[Saved entries]
=== Section Start ===

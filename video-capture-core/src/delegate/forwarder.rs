use std::sync::Arc;
use std::thread;

use crossbeam_channel::{bounded, unbounded, Receiver, Sender};
use parking_lot::{Mutex, RwLock};

use crate::models::error::CaptureError;
use crate::models::media::{Frame, MediaTime, PixelBuffer};
use crate::traits::frame_delegate::FrameDelegate;

enum Dispatch {
    Frame {
        buffer: PixelBuffer,
        rotation_degrees: u32,
        timestamp: MediaTime,
    },
    Flush(Sender<()>),
    Shutdown,
}

/// Hands every captured frame to the registered `FrameDelegate` on a
/// dedicated `delegate-dispatch` thread, independent of recording state.
///
/// The delegate is looked up when the frame is dispatched. With none
/// registered the frame is dropped.
pub struct DelegateForwarder {
    tx: Sender<Dispatch>,
    delegate: Arc<RwLock<Option<Arc<dyn FrameDelegate>>>>,
    rotation_degrees: u32,
    handle: Mutex<Option<thread::JoinHandle<()>>>,
}

impl DelegateForwarder {
    pub fn spawn(rotation_degrees: u32) -> Result<Self, CaptureError> {
        let (tx, rx) = unbounded();
        let delegate: Arc<RwLock<Option<Arc<dyn FrameDelegate>>>> = Arc::new(RwLock::new(None));

        let dispatch_delegate = Arc::clone(&delegate);
        let handle = thread::Builder::new()
            .name("delegate-dispatch".into())
            .spawn(move || dispatch_loop(rx, dispatch_delegate))
            .map_err(|e| CaptureError::Unknown(format!("failed to spawn dispatch thread: {}", e)))?;

        Ok(Self {
            tx,
            delegate,
            rotation_degrees,
            handle: Mutex::new(Some(handle)),
        })
    }

    pub fn set_delegate(&self, delegate: Option<Arc<dyn FrameDelegate>>) {
        *self.delegate.write() = delegate;
    }

    pub fn has_delegate(&self) -> bool {
        self.delegate.read().is_some()
    }

    /// Post `frame` to the dispatch thread. Never blocks.
    pub fn forward(&self, frame: &Frame) {
        let _ = self.tx.send(Dispatch::Frame {
            buffer: frame.buffer.clone(),
            rotation_degrees: self.rotation_degrees,
            timestamp: frame.timestamp,
        });
    }

    /// Block until every frame posted so far has been dispatched.
    pub fn flush(&self) {
        let (done_tx, done_rx) = bounded(1);
        if self.tx.send(Dispatch::Flush(done_tx)).is_ok() {
            let _ = done_rx.recv();
        }
    }

    /// Stop the dispatch thread after draining queued frames.
    pub fn shutdown(&self) {
        let _ = self.tx.send(Dispatch::Shutdown);
        if let Some(handle) = self.handle.lock().take() {
            let _ = handle.join();
        }
    }
}

impl Drop for DelegateForwarder {
    fn drop(&mut self) {
        self.shutdown();
    }
}

fn dispatch_loop(rx: Receiver<Dispatch>, delegate: Arc<RwLock<Option<Arc<dyn FrameDelegate>>>>) {
    while let Ok(message) = rx.recv() {
        match message {
            Dispatch::Frame {
                buffer,
                rotation_degrees,
                timestamp,
            } => {
                let current = delegate.read().clone();
                if let Some(d) = current {
                    d.on_frame(&buffer, rotation_degrees, timestamp);
                }
            }
            Dispatch::Flush(done) => {
                let _ = done.send(());
            }
            Dispatch::Shutdown => break,
        }
    }
}
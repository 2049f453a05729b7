pub mod device_selector;
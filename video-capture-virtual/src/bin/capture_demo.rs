//! Record a few seconds from the virtual camera and save it to a library
//! directory.
//!
//! ```text
//! capture-demo [OUTPUT_DIR] [SECONDS]
//! ```
//!
//! Set `RUST_LOG=debug` to see state transitions.

use std::path::PathBuf;
use std::process::ExitCode;
use std::sync::atomic::{AtomicU64, Ordering};
use std::sync::Arc;
use std::thread;
use std::time::Duration;

use video_capture_core::{
    Camera, CaptureConfiguration, CaptureController, CaptureDelegate, CaptureError, CaptureState,
    FileMovieWriterFactory, FrameDelegate, MediaTime, PixelBuffer, RecordingResult,
};
use video_capture_virtual::{DirectoryPhotoLibrary, VirtualCaptureSource, VirtualDeviceCatalog};

/// Logs lifecycle callbacks and counts frames handed to the "call".
#[derive(Default)]
struct DemoDelegate {
    frames: AtomicU64,
}

impl CaptureDelegate for DemoDelegate {
    fn on_state_changed(&self, state: &CaptureState) {
        log::info!("State: {}", state.as_str());
    }

    fn on_error(&self, error: &CaptureError) {
        log::error!("Capture error: {}", error);
    }

    fn on_capture_finished(&self, result: &RecordingResult) {
        log::info!(
            "Saved {} ({:.2}s, {} frames, sha256 {})",
            result.file_path.display(),
            result.duration_secs,
            result.metadata.frames_appended,
            result.checksum
        );
    }
}

impl FrameDelegate for DemoDelegate {
    fn on_frame(&self, _buffer: &PixelBuffer, _rotation_degrees: u32, _timestamp: MediaTime) {
        self.frames.fetch_add(1, Ordering::Relaxed);
    }
}

fn main() -> ExitCode {
    env_logger::init();

    let mut args = std::env::args().skip(1);
    let output_dir = PathBuf::from(args.next().unwrap_or_else(|| "capture-demo-output".into()));
    let seconds: u64 = args.next().and_then(|s| s.parse().ok()).unwrap_or(3);

    match run(output_dir, seconds) {
        Ok(()) => ExitCode::SUCCESS,
        Err(e) => {
            log::error!("{}", e);
            ExitCode::FAILURE
        }
    }
}

fn run(output_dir: PathBuf, seconds: u64) -> Result<(), CaptureError> {
    let config = CaptureConfiguration {
        output_directory: output_dir.join("recordings"),
        ..Default::default()
    };
    let library = DirectoryPhotoLibrary::authorized(output_dir.join("library"));

    let mut controller = CaptureController::new(
        VirtualCaptureSource::new(30),
        VirtualDeviceCatalog::default(),
        FileMovieWriterFactory,
        library,
        config,
    )?;
    let delegate = Arc::new(DemoDelegate::default());
    controller.set_delegate(delegate.clone());
    controller.set_frame_delegate(delegate.clone());

    controller.start_capture(Camera::default_camera());
    controller.capture();
    thread::sleep(Duration::from_secs(seconds));
    controller.stop_capture();
    controller.shutdown();

    log::info!(
        "Forwarded {} frames; library at {}",
        delegate.frames.load(Ordering::Relaxed),
        output_dir.join("library").display()
    );
    Ok(())
}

=== Section End ===

» **Description of the task**:
Copy the records. Each line should match exactly.

» **Finished exercise**:
filename video-capture-core/src/delegate/forwarder.rs
use std::sync::Arc;
use std::thread;

use crossbeam_channel::{bounded, unbounded, Receiver, Sender};
use parking_lot::{Mutex, RwLock};

use crate::models::error::CaptureError;
use crate::models::media::{Frame, MediaTime, PixelBuffer};
use crate::traits::frame_delegate::FrameDelegate;

enum Dispatch {
    Frame {
        buffer: PixelBuffer,
        rotation_degrees: u32,
        timestamp: MediaTime,
    },
    Flush(Sender<()>),
    Shutdown,
}

/// Hands every captured frame to the registered `FrameDelegate` on a
/// dedicated `delegate-dispatch` thread, independent of recording state.
///
/// The delegate is looked up when the frame is dispatched. With none
/// registered the frame is dropped.
pub struct DelegateForwarder {
    tx: Sender<Dispatch>,
    delegate: Arc<RwLock<Option<Arc<dyn FrameDelegate>>>>,
    rotation_degrees: u32,
    handle: Mutex<Option<thread::JoinHandle<()>>>,
}

impl DelegateForwarder {
    pub fn spawn(rotation_degrees: u32) -> Result<Self, CaptureError> {
        let (tx, rx) = unbounded();
        let delegate: Arc<RwLock<Option<Arc<dyn FrameDelegate>>>> = Arc::new(RwLock::new(None));

        let dispatch_delegate = Arc::clone(&delegate);
        let handle = thread::Builder::new()
            .name("delegate-dispatch".into())
            .spawn(move || dispatch_loop(rx, dispatch_delegate))
            .map_err(|e| CaptureError::Unknown(format!("failed to spawn dispatch thread: {}", e)))?;

        Ok(Self {
            tx,
            delegate,
            rotation_degrees,
            handle: Mutex::new(Some(handle)),
        })
    }

    pub fn set_delegate(&self, delegate: Option<Arc<dyn FrameDelegate>>) {
        *self.delegate.write() = delegate;
    }

    pub fn has_delegate(&self) -> bool {
        self.delegate.read().is_some()
    }

    /// Post `frame` to the dispatch thread. Never blocks.
    pub fn forward(&self, frame: &Frame) {
        let _ = self.tx.send(Dispatch::Frame {
            buffer: frame.buffer.clone(),
            rotation_degrees: self.rotation_degrees,
            timestamp: frame.timestamp,
        });
    }

    /// Block until every frame posted so far has been dispatched.
    pub fn flush(&self) {
        let (done_tx, done_rx) = bounded(1);
        if self.tx.send(Dispatch::Flush(done_tx)).is_ok() {
            let _ = done_rx.recv();
        }
    }

    /// Stop the dispatch thread after draining queued frames.
    pub fn shutdown(&self) {
        let _ = self.tx.send(Dispatch::Shutdown);
        if let Some(handle) = self.handle.lock().take() {
            let _ = handle.join();
        }
    }
}

impl Drop for DelegateForwarder {
    fn drop(&mut self) {
        self.shutdown();
    }
}

fn dispatch_loop(rx: Receiver<Dispatch>, delegate: Arc<RwLock<Option<Arc<dyn FrameDelegate>>>>) {
    while let Ok(message) = rx.recv() {
        match message {
            Dispatch::Frame {
                buffer,
                rotation_degrees,
                timestamp,
            } => {
                let current = delegate.read().clone();
                if let Some(d) = current {
                    d.on_frame(&buffer, rotation_degrees, timestamp);
                }
            }
            Dispatch::Flush(done) => {
                let _ = done.send(());
            }
            Dispatch::Shutdown => break,
        }
    }
}
repository 2049f453a05729b7
pub mod device_selector;
filename video-capture-virtual/src/bin/capture_demo.rs
//! Record a few seconds from the virtual camera and save it to a library
//! directory.
//!
//! ```text
//! capture-demo [OUTPUT_DIR] [SECONDS]
//! ```
//!
//! Set `RUST_LOG=debug` to see state transitions.

use std::path::PathBuf;
use std::process::ExitCode;
use std::sync::atomic::{AtomicU64, Ordering};
use std::sync::Arc;
use std::thread;
use std::time::Duration;

use video_capture_core::{
    Camera, CaptureConfiguration, CaptureController, CaptureDelegate, CaptureError, CaptureState,
    FileMovieWriterFactory, FrameDelegate, MediaTime, PixelBuffer, RecordingResult,
};
use video_capture_virtual::{DirectoryPhotoLibrary, VirtualCaptureSource, VirtualDeviceCatalog};

/// Logs lifecycle callbacks and counts frames handed to the "call".
#[derive(Default)]
struct DemoDelegate {
    frames: AtomicU64,
}

impl CaptureDelegate for DemoDelegate {
    fn on_state_changed(&self, state: &CaptureState) {
        log::info!("State: {}", state.as_str());
    }

    fn on_error(&self, error: &CaptureError) {
        log::error!("Capture error: {}", error);
    }

    fn on_capture_finished(&self, result: &RecordingResult) {
        log::info!(
            "Saved {} ({:.2}s, {} frames, sha256 {})",
            result.file_path.display(),
            result.duration_secs,
            result.metadata.frames_appended,
            result.checksum
        );
    }
}

impl FrameDelegate for DemoDelegate {
    fn on_frame(&self, _buffer: &PixelBuffer, _rotation_degrees: u32, _timestamp: MediaTime) {
        self.frames.fetch_add(1, Ordering::Relaxed);
    }
}

fn main() -> ExitCode {
    env_logger::init();

    let mut args = std::env::args().skip(1);
    let output_dir = PathBuf::from(args.next().unwrap_or_else(|| "capture-demo-output".into()));
    let seconds: u64 = args.next().and_then(|s| s.parse().ok()).unwrap_or(3);

    match run(output_dir, seconds) {
        Ok(()) => ExitCode::SUCCESS,
        Err(e) => {
            log::error!("{}", e);
            ExitCode::FAILURE
        }
    }
}

fn run(output_dir: PathBuf, seconds: u64) -> Result<(), CaptureError> {
    let config = CaptureConfiguration {
        output_directory: output_dir.join("recordings"),
        ..Default::default()
    };
    let library = DirectoryPhotoLibrary::authorized(output_dir.join("library"));

    let mut controller = CaptureController::new(
        VirtualCaptureSource::new(30),
        VirtualDeviceCatalog::default(),
        FileMovieWriterFactory,
        library,
        config,
    )?;
    let delegate = Arc::new(DemoDelegate::default());
    controller.set_delegate(delegate.clone());
    controller.set_frame_delegate(delegate.clone());

    controller.start_capture(Camera::default_camera());
    controller.capture();
    thread::sleep(Duration::from_secs(seconds));
    controller.stop_capture();
    controller.shutdown();

    log::info!(
        "Forwarded {} frames; library at {}",
        delegate.frames.load(Ordering::Relaxed),
        output_dir.join("library").display()
    );
    Ok(())
}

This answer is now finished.